Derby day and Royal Ascot were apparently the first dates to be blocked off on the late Queen’s calendar every year. Her successor, on the other hand, has different interests and priorities and it will certainly ring the changes from racing’s point of view if, as has been suggested, the first Saturday in June 2023 is chosen as the date for King Charles’s coronation.
The days when the Derby was the most significant sporting occasion of the year, little or nothing could stand in its way and Parliament would adjourn to allow the honourable members to attend are ancient history – though it is fun to take a trip back in time.
“Whether we approve or whether we deplore it,” Lord Elcho told the House in 1890 as he moved the motion to adjourn, “the fact remains that tomorrow, the ‘flowing tide’ will be towards Epsom.”
Warming to his theme, Elcho continued: “I venture to say that the prospects of the [parliamentary] Session are, by many, less intelligently discussed than those of the racing season, that the withdrawal of a great Government measure would cause less excitement than the scratching of the favourite; and that, greatly as the country respects right honourable gentlemen on the Government bench, the news that the whole of them were laid low by a severe attack of influenza would be received with a feeling mild in comparison with that which would be displayed if the horse which has been principally backed were to suffer from a mild attack of the same complaint.”
Football dominates the sporting landscape these days and it may yet work to racing’s advantage that the FA Cup final is also scheduled for 3 June, perhaps persuading the new King and his planners to find a different date. But if 3 June it is, the Derby will need to move elsewhere.
The British Flat season is, to a significant extent, built around a Derby in the first week of June, so it can not move too far without upsetting the balance of the campaign. A switch to a Classic double-header on Oaks day on 2 June is one possibility – although issues around policing and security might well be a concern 24 hours earlier too – as is a one-day bump to the Sunday or a whole week to 10 June, which would leave the same short but bearable 10-day gap between Epsom and Royal Ascot that we had this year.
That would also mean a clash with the Champions League final, however, and for those fans who still hanker after a return to a midweek Derby, a switch back to the once-traditional first Wednesday – which next year is on 7 June – is an enticing alternative. For the first time since 1994, the Derby would once again have the sporting landscape pretty much to itself for 24 hours. Who knows, if the public get behind it, momentum might build for a permanent return to a Wednesday date …
This is, I suspect, wishful thinking on the part of the traditionalists and also overlooks the extent to which the Derby was in decline as a “People’s Race” before the switch to Saturdays in 1995. The crowds of 200,000 or more that could descend on Epsom in the 1970s were already a thing of the past. The move to the weekend found the big race a different audience, with more families now making an annual trip to the Downs, but it was never likely to entirely reverse a trend that had been apparent for some years.

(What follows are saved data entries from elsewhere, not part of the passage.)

pub mod store;
pub mod template;
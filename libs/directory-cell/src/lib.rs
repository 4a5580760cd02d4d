pub mod handlers;
pub mod models;
pub mod router;
pub mod services;

pub use models::*;
pub use services::directory::DirectoryService;
use base64::{engine::general_purpose::URL_SAFE_NO_PAD, Engine};
use hmac::{Hmac, Mac};
use sha2::Sha256;
use tracing::debug;
use uuid::Uuid;

use shared_models::auth::{Actor, ActorRole, JwtClaims};

type HmacSha256 = Hmac<Sha256>;

pub fn validate_token(token: &str, jwt_secret: &str) -> Result<Actor, String> {
    if jwt_secret.is_empty() {
        return Err("JWT secret is not set".to_string());
    }

    let parts: Vec<&str> = token.split('.').collect();
    if parts.len() != 3 {
        return Err("Invalid token format".to_string());
    }

    let header_b64 = parts[0];
    let claims_b64 = parts[1];
    let signature_b64 = parts[2];

    let signature = match URL_SAFE_NO_PAD.decode(signature_b64) {
        Ok(sig) => sig,
        Err(e) => {
            debug!("Failed to decode signature: {}", e);
            return Err("Invalid signature encoding".to_string());
        }
    };

    let signature_string = format!("{}.{}", header_b64, claims_b64);

    let mut mac = match HmacSha256::new_from_slice(jwt_secret.as_bytes()) {
        Ok(m) => m,
        Err(_) => return Err("Failed to create HMAC".to_string()),
    };

    mac.update(signature_string.as_bytes());

    if mac.verify_slice(&signature).is_err() {
        debug!("Token signature verification failed");
        return Err("Invalid token signature".to_string());
    }

    let claims_json = match URL_SAFE_NO_PAD.decode(claims_b64) {
        Ok(bytes) => match String::from_utf8(bytes) {
            Ok(json_str) => json_str,
            Err(_) => return Err("Invalid claims encoding".to_string()),
        },
        Err(_) => return Err("Invalid claims encoding".to_string()),
    };

    let claims: JwtClaims = match serde_json::from_str(&claims_json) {
        Ok(c) => c,
        Err(e) => {
            debug!("Failed to parse claims: {}", e);
            return Err("Invalid claims format".to_string());
        }
    };

    if let Some(exp) = claims.exp {
        let now = chrono::Utc::now().timestamp() as u64;
        if exp < now {
            debug!("Token expired at {} (now: {})", exp, now);
            return Err("Token expired".to_string());
        }
    }

    let id = Uuid::parse_str(&claims.sub).map_err(|_| "Invalid subject claim".to_string())?;

    let role = claims
        .role
        .as_deref()
        .and_then(ActorRole::parse)
        .ok_or_else(|| "Missing or unknown role claim".to_string())?;

    let actor = Actor { id, role };

    debug!("Token validated successfully for actor: {}", actor.id);
    Ok(actor)
}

Lord Elcho would probably be appalled, but society has changed and racing has changed. The Derby was still the season’s most popular Flat race in terms of betting turnover in 2021, according to the Levy Board, but nine National Hunt races attracted more bets from British punters, including the Martin Pipe Conditional Jockeys’ Handicap Hurdle at Cheltenham in March.
The Derby is also as much a starting point these days as it is an ultimate target, with so many big races and events, including the Prix de l’Arc de Triomphe and Saturday’s Champions Day at Ascot, four months distant in October.
Wherever our greatest Classic ends up next year, it is a Saturday race now with a Saturday crowd. A retreat back to Wednesday after more than a quarter of a century would be a forlorn attempt to return to an audience, and for that matter a world, that no longer exists.